**PROBLEM TO WORK ON**
Reproduce the records below exactly as they are written.

═══ EXTRACTED RECORDS

//! The authoritative 9×9 grid of resolved digits.

use std::fmt::{self, Display};
use std::ops::{Index, IndexMut};

use crate::{Digit, Position};

/// A 9×9 grid of optional digits.
///
/// This is the single authoritative value grid of a board; the character and
/// text-table forms are derived projections of it. An empty slot means the
/// position holds no digit (either not yet generated, or blanked by puzzle
/// removal).
///
/// # Examples
///
/// ```
/// use sudowave_core::{Digit, DigitGrid, Position};
///
/// let mut grid = DigitGrid::new();
/// grid[Position::new(0, 0)] = Digit::from_value(5);
/// assert_eq!(grid.filled_count(), 1);
///
/// grid.clear(Position::new(0, 0));
/// assert_eq!(grid.filled_count(), 0);
/// ```
#[derive(Debug, Clone, PartialEq, Eq, Default)]
pub struct DigitGrid([[Option<Digit>; 9]; 9]);

impl DigitGrid {
    /// The character rendered for an empty slot.
    pub const BLANK: char = ' ';

    /// Creates an empty grid.
    #[must_use]
    pub fn new() -> Self {
        Self::default()
    }

    /// Returns the digit at `pos`, if any.
    #[must_use]
    pub fn get(&self, pos: Position) -> Option<Digit> {
        self.0[usize::from(pos.row())][usize::from(pos.col())]
    }

    /// Blanks the slot at `pos`.
    pub fn clear(&mut self, pos: Position) {
        self[pos] = None;
    }

    /// Returns the number of filled slots (0-81).
    #[must_use]
    pub fn filled_count(&self) -> usize {
        self.0.iter().flatten().filter(|d| d.is_some()).count()
    }

    /// Projects the grid into 9×9 characters, digits as `'1'`-`'9'` and empty
    /// slots as [`BLANK`](Self::BLANK).
    #[must_use]
    pub fn to_char_rows(&self) -> [[char; 9]; 9] {
        self.0
            .map(|row| row.map(|slot| slot.map_or(Self::BLANK, Digit::to_char)))
    }

    /// Rebuilds a grid from 9×9 characters, the inverse of
    /// [`to_char_rows`](Self::to_char_rows).
    ///
    /// Returns `None` if any character is neither a digit `'1'`-`'9'` nor
    /// [`BLANK`](Self::BLANK).
    #[must_use]
    pub fn from_char_rows(rows: &[[char; 9]; 9]) -> Option<Self> {
        let mut grid = Self::new();
        for pos in Position::ALL {
            let c = rows[usize::from(pos.row())][usize::from(pos.col())];
            if c != Self::BLANK {
                grid[pos] = Some(Digit::from_char(c)?);
            }
        }
        Some(grid)
    }
}

impl Index<Position> for DigitGrid {
    type Output = Option<Digit>;

    fn index(&self, pos: Position) -> &Self::Output {
        &self.0[usize::from(pos.row())][usize::from(pos.col())]
    }
}

impl IndexMut<Position> for DigitGrid {
    fn index_mut(&mut self, pos: Position) -> &mut Self::Output {
        &mut self.0[usize::from(pos.row())][usize::from(pos.col())]
    }
}

/// Renders the grid as a fixed-width box-drawing table, 3×3 blocks separated
/// by rules and empty slots rendered as spaces.
impl Display for DigitGrid {
    fn fmt(&self, f: &mut fmt::Formatter<'_>) -> fmt::Result {
        const HEAD: &str = "╭───────┬───────┬───────╮";
        const MID: &str = "├───────┼───────┼───────┤";
        const FOOT: &str = "╰───────┴───────┴───────╯";

        writeln!(f, "{HEAD}")?;
        for band in 0u8..3 {
            for inner in 0u8..3 {
                let row = band * 3 + inner;
                write!(f, "│")?;
                for stack in 0u8..3 {
                    for inner_col in 0u8..3 {
                        let pos = Position::new(row, stack * 3 + inner_col);
                        let c = self.get(pos).map_or(Self::BLANK, Digit::to_char);
                        write!(f, " {c}")?;
                    }
                    write!(f, " │")?;
                }
                writeln!(f)?;
            }
            if band != 2 {
                writeln!(f, "{MID}")?;
            }
        }
        write!(f, "{FOOT}")
    }
}
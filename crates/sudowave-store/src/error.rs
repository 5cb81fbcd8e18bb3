//! Error types for the persisted record.

use std::fmt::{self, Display};

use derive_more::{Display as DeriveDisplay, Error, From};

/// Every rule a record broke, one line per violation.
///
/// The validator runs in stages (shape, keys, field types, value domains)
/// and each stage reports all of its findings at once rather than stopping
/// at the first.
#[derive(Debug, Clone, PartialEq, Eq)]
pub struct ValidationReport {
    violations: Vec<String>,
}

impl ValidationReport {
    pub(crate) fn new(violations: Vec<String>) -> Self {
        debug_assert!(!violations.is_empty());
        Self { violations }
    }

    /// Returns the individual violations in check order.
    #[must_use]
    pub fn violations(&self) -> &[String] {
        &self.violations
    }
}

impl Display for ValidationReport {
    fn fmt(&self, f: &mut fmt::Formatter<'_>) -> fmt::Result {
        for (i, violation) in self.violations.iter().enumerate() {
            if i > 0 {
                writeln!(f)?;
            }
            write!(f, "{violation}")?;
        }
        Ok(())
    }
}

/// Failure to encode or decode a board record.
///
/// [`Ungenerated`](Self::Ungenerated) is caller misuse; the other variants
/// are recoverable by the loader (skip or delete the offending record).
#[derive(Debug, DeriveDisplay, Error, From)]
pub enum StoreError {
    /// An ungenerated board has no meaningful record.
    #[display("cannot serialize a board that has not been generated")]
    Ungenerated,
    /// The record is well-formed JSON but breaks the schema.
    #[display("invalid board record:\n{_0}")]
    Validation(#[error(not(source))] ValidationReport),
    /// The record is not valid JSON at all.
    #[display("unreadable board record: {_0}")]
    Json(serde_json::Error),
}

══════

**RESULT FOR THIS EXERCISE**
//! The authoritative 9×9 grid of resolved digits.

use std::fmt::{self, Display};
use std::ops::{Index, IndexMut};

use crate::{Digit, Position};

/// A 9×9 grid of optional digits.
///
/// This is the single authoritative value grid of a board; the character and
/// text-table forms are derived projections of it. An empty slot means the
/// position holds no digit (either not yet generated, or blanked by puzzle
/// removal).
///
/// # Examples
///
/// ```
/// use sudowave_core::{Digit, DigitGrid, Position};
///
/// let mut grid = DigitGrid::new();
/// grid[Position::new(0, 0)] = Digit::from_value(5);
/// assert_eq!(grid.filled_count(), 1);
///
/// grid.clear(Position::new(0, 0));
/// assert_eq!(grid.filled_count(), 0);
/// ```
#[derive(Debug, Clone, PartialEq, Eq, Default)]
pub struct DigitGrid([[Option<Digit>; 9]; 9]);

impl DigitGrid {
    /// The character rendered for an empty slot.
    pub const BLANK: char = ' ';

    /// Creates an empty grid.
    #[must_use]
    pub fn new() -> Self {
        Self::default()
    }

    /// Returns the digit at `pos`, if any.
    #[must_use]
    pub fn get(&self, pos: Position) -> Option<Digit> {
        self.0[usize::from(pos.row())][usize::from(pos.col())]
    }

    /// Blanks the slot at `pos`.
    pub fn clear(&mut self, pos: Position) {
        self[pos] = None;
    }

    /// Returns the number of filled slots (0-81).
    #[must_use]
    pub fn filled_count(&self) -> usize {
        self.0.iter().flatten().filter(|d| d.is_some()).count()
    }

    /// Projects the grid into 9×9 characters, digits as `'1'`-`'9'` and empty
    /// slots as [`BLANK`](Self::BLANK).
    #[must_use]
    pub fn to_char_rows(&self) -> [[char; 9]; 9] {
        self.0
            .map(|row| row.map(|slot| slot.map_or(Self::BLANK, Digit::to_char)))
    }

    /// Rebuilds a grid from 9×9 characters, the inverse of
    /// [`to_char_rows`](Self::to_char_rows).
    ///
    /// Returns `None` if any character is neither a digit `'1'`-`'9'` nor
    /// [`BLANK`](Self::BLANK).
    #[must_use]
    pub fn from_char_rows(rows: &[[char; 9]; 9]) -> Option<Self> {
        let mut grid = Self::new();
        for pos in Position::ALL {
            let c = rows[usize::from(pos.row())][usize::from(pos.col())];
            if c != Self::BLANK {
                grid[pos] = Some(Digit::from_char(c)?);
            }
        }
        Some(grid)
    }
}

impl Index<Position> for DigitGrid {
    type Output = Option<Digit>;

    fn index(&self, pos: Position) -> &Self::Output {
        &self.0[usize::from(pos.row())][usize::from(pos.col())]
    }
}

impl IndexMut<Position> for DigitGrid {
    fn index_mut(&mut self, pos: Position) -> &mut Self::Output {
        &mut self.0[usize::from(pos.row())][usize::from(pos.col())]
    }
}

/// Renders the grid as a fixed-width box-drawing table, 3×3 blocks separated
/// by rules and empty slots rendered as spaces.
impl Display for DigitGrid {
    fn fmt(&self, f: &mut fmt::Formatter<'_>) -> fmt::Result {
        const HEAD: &str = "╭───────┬───────┬───────╮";
        const MID: &str = "├───────┼───────┼───────┤";
        const FOOT: &str = "╰───────┴───────┴───────╯";

        writeln!(f, "{HEAD}")?;
        for band in 0u8..3 {
            for inner in 0u8..3 {
                let row = band * 3 + inner;
                write!(f, "│")?;
                for stack in 0u8..3 {
                    for inner_col in 0u8..3 {
                        let pos = Position::new(row, stack * 3 + inner_col);
                        let c = self.get(pos).map_or(Self::BLANK, Digit::to_char);
                        write!(f, " {c}")?;
                    }
                    write!(f, " │")?;
                }
                writeln!(f)?;
            }
            if band != 2 {
                writeln!(f, "{MID}")?;
            }
        }
        write!(f, "{FOOT}")
    }
}
filename crates/sudowave-store/src/error.rs
repository 5cb81fbcd8e18bb3
//! Error types for the persisted record.

use std::fmt::{self, Display};

use derive_more::{Display as DeriveDisplay, Error, From};

/// Every rule a record broke, one line per violation.
///
/// The validator runs in stages (shape, keys, field types, value domains)
/// and each stage reports all of its findings at once rather than stopping
/// at the first.
#[derive(Debug, Clone, PartialEq, Eq)]
pub struct ValidationReport {
    violations: Vec<String>,
}

impl ValidationReport {
    pub(crate) fn new(violations: Vec<String>) -> Self {
        debug_assert!(!violations.is_empty());
        Self { violations }
    }

    /// Returns the individual violations in check order.
    #[must_use]
    pub fn violations(&self) -> &[String] {
        &self.violations
    }
}

impl Display for ValidationReport {
    fn fmt(&self, f: &mut fmt::Formatter<'_>) -> fmt::Result {
        for (i, violation) in self.violations.iter().enumerate() {
            if i > 0 {
                writeln!(f)?;
            }
            write!(f, "{violation}")?;
        }
        Ok(())
    }
}

/// Failure to encode or decode a board record.
///
/// [`Ungenerated`](Self::Ungenerated) is caller misuse; the other variants
/// are recoverable by the loader (skip or delete the offending record).
#[derive(Debug, DeriveDisplay, Error, From)]
pub enum StoreError {
    /// An ungenerated board has no meaningful record.
    #[display("cannot serialize a board that has not been generated")]
    Ungenerated,
    /// The record is well-formed JSON but breaks the schema.
    #[display("invalid board record:\n{_0}")]
    Validation(#[error(not(source))] ValidationReport),
    /// The record is not valid JSON at all.
    #[display("unreadable board record: {_0}")]
    Json(serde_json::Error),
}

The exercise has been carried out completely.